# How to connect Home theatre with ARC to a TV without ARC ?



## vcstvm

Hi,
I have Sony DAV-DZ 340K Home theater system which is* not having an OPTICAL Digital input port*. My TV is Toshiba 46pu200 LED which is having an OPTICAL sound output. But no use since my home theatre does not have an optical input port..!!! But my *Home theater's HDMI out is having ARC (Audio Return Channel) feature*. But again, my TV's HDMI IN port is not having this featre ...!!! 
So the problem is , I have one HD setup box which can deliver HD channels with 5.1 Dolby SURROUND sound.*How can I listen the audio from these channels through my Home theatre ?*
I hve some options listed below
1. Connect setup box HDMI OUT -> TV HDMI IN so that I can watch HD video in my TV . I connected TV's AV output to my home theatre AV input so that I can listen the audio through my home theatre system but this audio is not 5.1 SURROUND sound ..!!!
So how can I listen HD channel's 5.1 surround sound through my home theatre ? 
I have one idea but don't know whether it will work or not (given below)
a. Connect setup box HDMI out to HDMI IN port of an *HDMI splitter* (having 1 HDMI IN port and 2 HDMI OUT ports *with ARC feature*). 
 b. Then connect one HDMI OUT of HDMI splitter to TV's HDMI IN port.
c. Then connect other (second) HDMI OUT of HDMI splitter to Home theatre's HDMI OUT port (Remember my home theater is having only one HDMI port)
d. Since my home theatre's HDMI port is supporting ARC feature, will this configuration work and deliver 5.1 surround sound from my setup box to home theatre speakers ? 
* I dont know whether these kind of HDMI splitters/ devices available in the market... So please help by giving proper answer ....*


----------



## Zeitgeist

Sorry, I'm a little confused about what you're trying to do.
The Sony DAV-DZ 340K looks like it has a DVD player. I'm guessing it also has a processor of some kind?

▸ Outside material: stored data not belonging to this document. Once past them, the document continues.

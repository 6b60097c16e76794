//! Per-strategy performance metrics.
//!
//! Every strategy produces exactly one [`MetricRecord`] per run so that
//! runs of different strategies stay directly comparable. The record
//! shape is consumed as-is by reporting layers; with the `serde`
//! feature enabled it serializes to the same field names.

use std::time::Duration;

/// Performance record for one strategy run.
#[derive(Debug, Clone, PartialEq)]
#[cfg_attr(feature = "serde", derive(serde::Serialize, serde::Deserialize))]
pub struct MetricRecord {
    /// Human-readable strategy name, e.g. `"Backtracking"`.
    pub method: String,

    /// Wall-clock run time in seconds.
    pub time: f64,

    /// Number of solutions the run produced.
    pub solutions_found: usize,

    /// Strategy-specific work counter: nodes visited, states expanded,
    /// permutations examined, generations, or episodes. Absent when a
    /// strategy has no natural counter.
    pub iterations: Option<usize>,

    /// Solutions per second; zero for degenerate zero-time runs.
    pub efficiency: f64,
}

impl MetricRecord {
    /// Builds a record, deriving `efficiency` from the other fields.
    ///
    /// A zero elapsed time (possible for trivial N) yields an
    /// efficiency of 0 rather than a division fault.
    pub fn new(
        method: impl Into<String>,
        elapsed: Duration,
        solutions_found: usize,
        iterations: Option<usize>,
    ) -> Self {
        let time = elapsed.as_secs_f64();
        let efficiency = if time > 0.0 {
            solutions_found as f64 / time
        } else {
            0.0
        };
        Self {
            method: method.into(),
            time,
            solutions_found,
            iterations,
            efficiency,
        }
    }
}
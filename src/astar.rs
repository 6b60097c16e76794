//! A* strategy.
//!
//! Best-first search over partial boards. The path cost `g` is the
//! number of placed rows; the heuristic `h` is the conflict count over
//! the placed prefix, so the frontier is ordered by `f = g + h` with
//! ties broken by insertion sequence for determinism. Since successors
//! are gated on row-by-row validity, `h` is zero along surviving
//! branches and the search behaves as a conflict-guided best-first
//! enumeration rather than a classically admissible A*.
//!
//! Cost-map lookups for unseen boards default to infinity; `g` entries
//! are only replaced by strictly better paths. Board equality is
//! structural over the full column sequence.

use std::cmp::Ordering;
use std::collections::{BinaryHeap, HashMap};
use std::time::Instant;

use log::debug;

use crate::board::Board;
use crate::metrics::MetricRecord;
use crate::solver::{SolveReport, Solver};

/// Priority-frontier entry: min-heap on `f`, then insertion order.
struct Entry {
    f: usize,
    seq: u64,
    board: Board,
}

impl PartialEq for Entry {
    fn eq(&self, other: &Self) -> bool {
        self.f == other.f && self.seq == other.seq
    }
}

impl Eq for Entry {}

impl PartialOrd for Entry {
    fn partial_cmp(&self, other: &Self) -> Option<Ordering> {
        Some(self.cmp(other))
    }
}

impl Ord for Entry {
    fn cmp(&self, other: &Self) -> Ordering {
        // Reversed: BinaryHeap is a max-heap, we want the lowest f
        // (and among equal f, the earliest insertion) on top.
        other
            .f
            .cmp(&self.f)
            .then_with(|| other.seq.cmp(&self.seq))
    }
}

/// Cost-priority search guided by partial conflict count.
pub struct AStarSolver {
    n: usize,
}

impl AStarSolver {
    pub fn new(n: usize) -> Self {
        Self { n }
    }
}

impl Solver for AStarSolver {
    fn name(&self) -> &'static str {
        "A*"
    }

    fn solve(&mut self) -> SolveReport {
        let start = Instant::now();
        let mut solutions = Vec::new();
        let mut expanded = 0usize;

        let mut open = BinaryHeap::new();
        let mut g_cost: HashMap<Board, usize> = HashMap::new();
        let mut seq = 0u64;

        let root = Board::empty(self.n);
        g_cost.insert(root.clone(), 0);
        open.push(Entry {
            f: 0,
            seq,
            board: root,
        });

        while let Some(Entry { board, .. }) = open.pop() {
            if board.is_goal() {
                solutions.push(board);
                continue;
            }
            expanded += 1;

            let Some(row) = board.first_unplaced() else {
                continue;
            };
            let g_new = g_cost
                .get(&board)
                .copied()
                .unwrap_or(usize::MAX)
                .saturating_add(1);

            for col in 0..self.n as i32 {
                if !board.is_valid_placement(row, col) {
                    continue;
                }
                let successor = board.with_placement(row, col);
                let known = g_cost.get(&successor).copied().unwrap_or(usize::MAX);
                if g_new < known {
                    let f = g_new + successor.conflicts();
                    g_cost.insert(successor.clone(), g_new);
                    seq += 1;
                    open.push(Entry {
                        f,
                        seq,
                        board: successor,
                    });
                }
            }
        }

        debug!(
            "a-star n={}: {} solutions, {} states expanded",
            self.n,
            solutions.len(),
            expanded
        );
        let record =
            MetricRecord::new(self.name(), start.elapsed(), solutions.len(), Some(expanded));
        SolveReport { solutions, record }
    }
}

#[cfg(test)]
mod tests {
    use super::*;
    use std::collections::HashSet;

    #[test]
    fn test_four_queens() {
        let report = AStarSolver::new(4).solve();
        let set: HashSet<_> = report.solutions.iter().map(|b| b.columns().to_vec()).collect();
        assert_eq!(set.len(), 2);
        assert!(set.contains(&vec![1, 3, 0, 2]));
        assert!(set.contains(&vec![2, 0, 3, 1]));
    }

    #[test]
    fn test_eight_queens_count() {
        let report = AStarSolver::new(8).solve();
        assert_eq!(report.solutions.len(), 92);
        for board in &report.solutions {
            assert!(board.is_goal());
        }
    }

    #[test]
    fn test_one_queen() {
        let report = AStarSolver::new(1).solve();
        assert_eq!(report.solutions.len(), 1);
        assert_eq!(report.solutions[0].columns(), &[0]);
    }

    #[test]
    fn test_entry_ordering_prefers_low_f_then_early_insertion() {
        let board = Board::empty(1);
        let mut heap = BinaryHeap::new();
        heap.push(Entry { f: 3, seq: 0, board: board.clone() });
        heap.push(Entry { f: 1, seq: 2, board: board.clone() });
        heap.push(Entry { f: 1, seq: 1, board: board.clone() });
        heap.push(Entry { f: 2, seq: 3, board });

        let order: Vec<(usize, u64)> = std::iter::from_fn(|| heap.pop())
            .map(|e| (e.f, e.seq))
            .collect();
        assert_eq!(order, vec![(1, 1), (1, 2), (2, 3), (3, 0)]);
    }

    #[test]
    fn test_agrees_with_backtracking() {
        let astar: HashSet<_> = AStarSolver::new(6).solve().solutions.into_iter().collect();
        let back: HashSet<_> = crate::backtracking::BacktrackingSolver::new(6)
            .solve()
            .solutions
            .into_iter()
            .collect();
        assert_eq!(astar, back);
    }
}
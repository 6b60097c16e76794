//! Reinforcement strategy configuration.

/// Parameters for tabular Q-learning.
///
/// # Defaults
///
/// ```
/// use queensolve::rl::RlConfig;
///
/// let config = RlConfig::default();
/// assert!((config.alpha - 0.1).abs() < 1e-12);
/// assert!((config.gamma - 0.9).abs() < 1e-12);
/// assert!((config.epsilon - 0.1).abs() < 1e-12);
/// assert_eq!(config.episodes, 1000);
/// ```
#[derive(Debug, Clone)]
pub struct RlConfig {
    /// Learning rate: fraction by which estimates move toward the
    /// observed target (0.0–1.0).
    pub alpha: f64,

    /// Discount factor for the best next action-value (0.0–1.0).
    pub gamma: f64,

    /// Exploration probability: chance of a uniformly random column
    /// instead of the greedy one (0.0–1.0).
    pub epsilon: f64,

    /// Episode budget; the run's only termination bound.
    pub episodes: usize,

    /// Pre-seed the table with every complete permutation of the
    /// board.
    ///
    /// This is O(N!) in table size and only sensible for very small N;
    /// disabling it changes nothing semantically because missing
    /// entries default to zero vectors on first touch.
    pub seed_full_table: bool,

    /// Random seed for reproducibility. `None` uses a random seed.
    pub seed: Option<u64>,
}

impl Default for RlConfig {
    fn default() -> Self {
        Self {
            alpha: 0.1,
            gamma: 0.9,
            epsilon: 0.1,
            episodes: 1000,
            seed_full_table: true,
            seed: None,
        }
    }
}

impl RlConfig {
    /// Sets the learning rate, clamped to `[0, 1]`.
    pub fn with_alpha(mut self, alpha: f64) -> Self {
        self.alpha = alpha.clamp(0.0, 1.0);
        self
    }

    /// Sets the discount factor, clamped to `[0, 1]`.
    pub fn with_gamma(mut self, gamma: f64) -> Self {
        self.gamma = gamma.clamp(0.0, 1.0);
        self
    }

    /// Sets the exploration probability, clamped to `[0, 1]`.
    pub fn with_epsilon(mut self, epsilon: f64) -> Self {
        self.epsilon = epsilon.clamp(0.0, 1.0);
        self
    }

    /// Sets the episode budget.
    pub fn with_episodes(mut self, episodes: usize) -> Self {
        self.episodes = episodes;
        self
    }

    /// Enables or disables exhaustive table pre-seeding.
    pub fn with_seed_full_table(mut self, seed_full_table: bool) -> Self {
        self.seed_full_table = seed_full_table;
        self
    }

    /// Sets the random seed for reproducibility.
    pub fn with_seed(mut self, seed: u64) -> Self {
        self.seed = Some(seed);
        self
    }

    /// Validates the configuration.
    pub fn validate(&self) -> Result<(), String> {
        if self.episodes == 0 {
            return Err("episodes must be at least 1".into());
        }
        if self.alpha == 0.0 {
            return Err("alpha must be positive, otherwise nothing is ever learned".into());
        }
        Ok(())
    }
}
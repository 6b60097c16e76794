//! The common solver contract.
//!
//! Each strategy is an independent value implementing [`Solver`]; it
//! owns its own frontier/population/table state and its own solution
//! buffer. Nothing is shared between strategy instances; merging
//! happens only at the orchestration boundary in [`crate::suite`].

use crate::board::Board;
use crate::metrics::MetricRecord;

/// Output of one strategy run: the solutions it found and the single
/// metric record describing the run.
#[derive(Debug, Clone)]
pub struct SolveReport {
    /// Complete, conflict-free boards, in discovery order.
    pub solutions: Vec<Board>,

    /// Performance record for this run.
    pub record: MetricRecord,
}

/// A strategy that enumerates or approximates N-Queens solutions.
///
/// `solve` consumes whatever internal budget the strategy carries
/// (recursion tree, frontier, generations, episodes) and returns when
/// its own termination condition is reached. Implementations are
/// synchronous and single-threaded.
pub trait Solver {
    /// Strategy name as it appears in metric records.
    fn name(&self) -> &'static str;

    /// Runs the strategy to completion.
    fn solve(&mut self) -> SolveReport;
}
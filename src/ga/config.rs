//! Genetic strategy configuration.

/// Parameters controlling the genetic strategy's evolutionary loop.
///
/// # Defaults
///
/// ```
/// use queensolve::ga::GeneticConfig;
///
/// let config = GeneticConfig::default();
/// assert_eq!(config.population_size, 100);
/// assert_eq!(config.generations, 1000);
/// assert!((config.mutation_rate - 0.01).abs() < 1e-12);
/// ```
///
/// # Builder Pattern
///
/// ```
/// use queensolve::ga::GeneticConfig;
///
/// let config = GeneticConfig::default()
///     .with_population_size(200)
///     .with_generations(500)
///     .with_seed(42);
/// ```
#[derive(Debug, Clone)]
pub struct GeneticConfig {
    /// Number of individuals carried between generations.
    ///
    /// The best half survives each generation and parents the other
    /// half. Diversity injections temporarily grow the population past
    /// this size.
    pub population_size: usize,

    /// Generation budget; the only guaranteed termination bound.
    pub generations: usize,

    /// Initial probability of mutating each child (0.0–1.0).
    ///
    /// Adapted upward at runtime (×1.5 every 100th generation while
    /// fewer than half the expected solutions are found, capped at
    /// 0.1).
    pub mutation_rate: f64,

    /// Random seed for reproducibility. `None` uses a random seed.
    pub seed: Option<u64>,
}

impl Default for GeneticConfig {
    fn default() -> Self {
        Self {
            population_size: 100,
            generations: 1000,
            mutation_rate: 0.01,
            seed: None,
        }
    }
}

impl GeneticConfig {
    /// Sets the population size.
    pub fn with_population_size(mut self, n: usize) -> Self {
        self.population_size = n;
        self
    }

    /// Sets the generation budget.
    pub fn with_generations(mut self, n: usize) -> Self {
        self.generations = n;
        self
    }

    /// Sets the initial mutation rate, clamped to `[0, 1]`.
    pub fn with_mutation_rate(mut self, rate: f64) -> Self {
        self.mutation_rate = rate.clamp(0.0, 1.0);
        self
    }

    /// Sets the random seed for reproducibility.
    pub fn with_seed(mut self, seed: u64) -> Self {
        self.seed = Some(seed);
        self
    }

    /// Validates the configuration.
    ///
    /// Returns `Err` with a description if any parameter is invalid.
    pub fn validate(&self) -> Result<(), String> {
        if self.population_size < 4 {
            return Err("population_size must be at least 4 so the surviving half \
                        contains two distinct parents"
                .into());
        }
        if self.generations == 0 {
            return Err("generations must be at least 1".into());
        }
        Ok(())
    }
}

I was trying to find out more about the 340K but there doesn't seem to be very much actual information.

I think the short version is you want to connect your DVD player and a set top box to your TV -- and you want to get 5.1 audio?


----------



## Kal Rubinson

vcstvm said:


> Hi,
> I have Sony DAV-DZ 340K Home theater system which is* not having an OPTICAL Digital input port*. My TV is Toshiba 46pu200 LED which is having an OPTICAL sound output. But no use since my home theatre does not have an optical input port..!!! But my *Home theater's HDMI out is having ARC (Audio Return Channel) feature*. But again, my TV's HDMI IN port is not having this featre ...!!!
> So the problem is , I have one HD setup box which can deliver HD channels with 5.1 Dolby SURROUND sound.*How can I listen the audio from these channels through my Home theatre ?*
> I hve some options listed below
> 1. Connect setup box HDMI OUT -> TV HDMI IN so that I can watch HD video in my TV . I connected TV's AV output to my home theatre AV input so that I can listen the audio through my home theatre system but this audio is not 5.1 SURROUND sound ..!!!
> So how can I listen HD channel's 5.1 surround sound through my home theatre ?
> I have one idea but don't know whether it will work or not (given below)
> a. Connect setup box HDMI out to HDMI IN port of an *HDMI splitter* (having 1 HDMI IN port and 2 HDMI OUT ports *with ARC feature*).
> b. Then connect one HDMI OUT of HDMI splitter to TV's HDMI IN port.
> c. Then connect other (second) HDMI OUT of HDMI splitter to Home theatre's HDMI OUT port (Remember my home theater is having only one HDMI port)
> d. Since my home theatre's HDMI port is supporting ARC feature, will this configuration work and deliver 5.1 surround sound from my setup box to home theatre speakers ?
> * I dont know whether these kind of HDMI splitters/ devices available in the market... So please help by giving proper answer ....*


Does your HT have a coax digital input? If so, get an optical-to-coax adapter and use that.
If it does not, tell us what inputs it does have.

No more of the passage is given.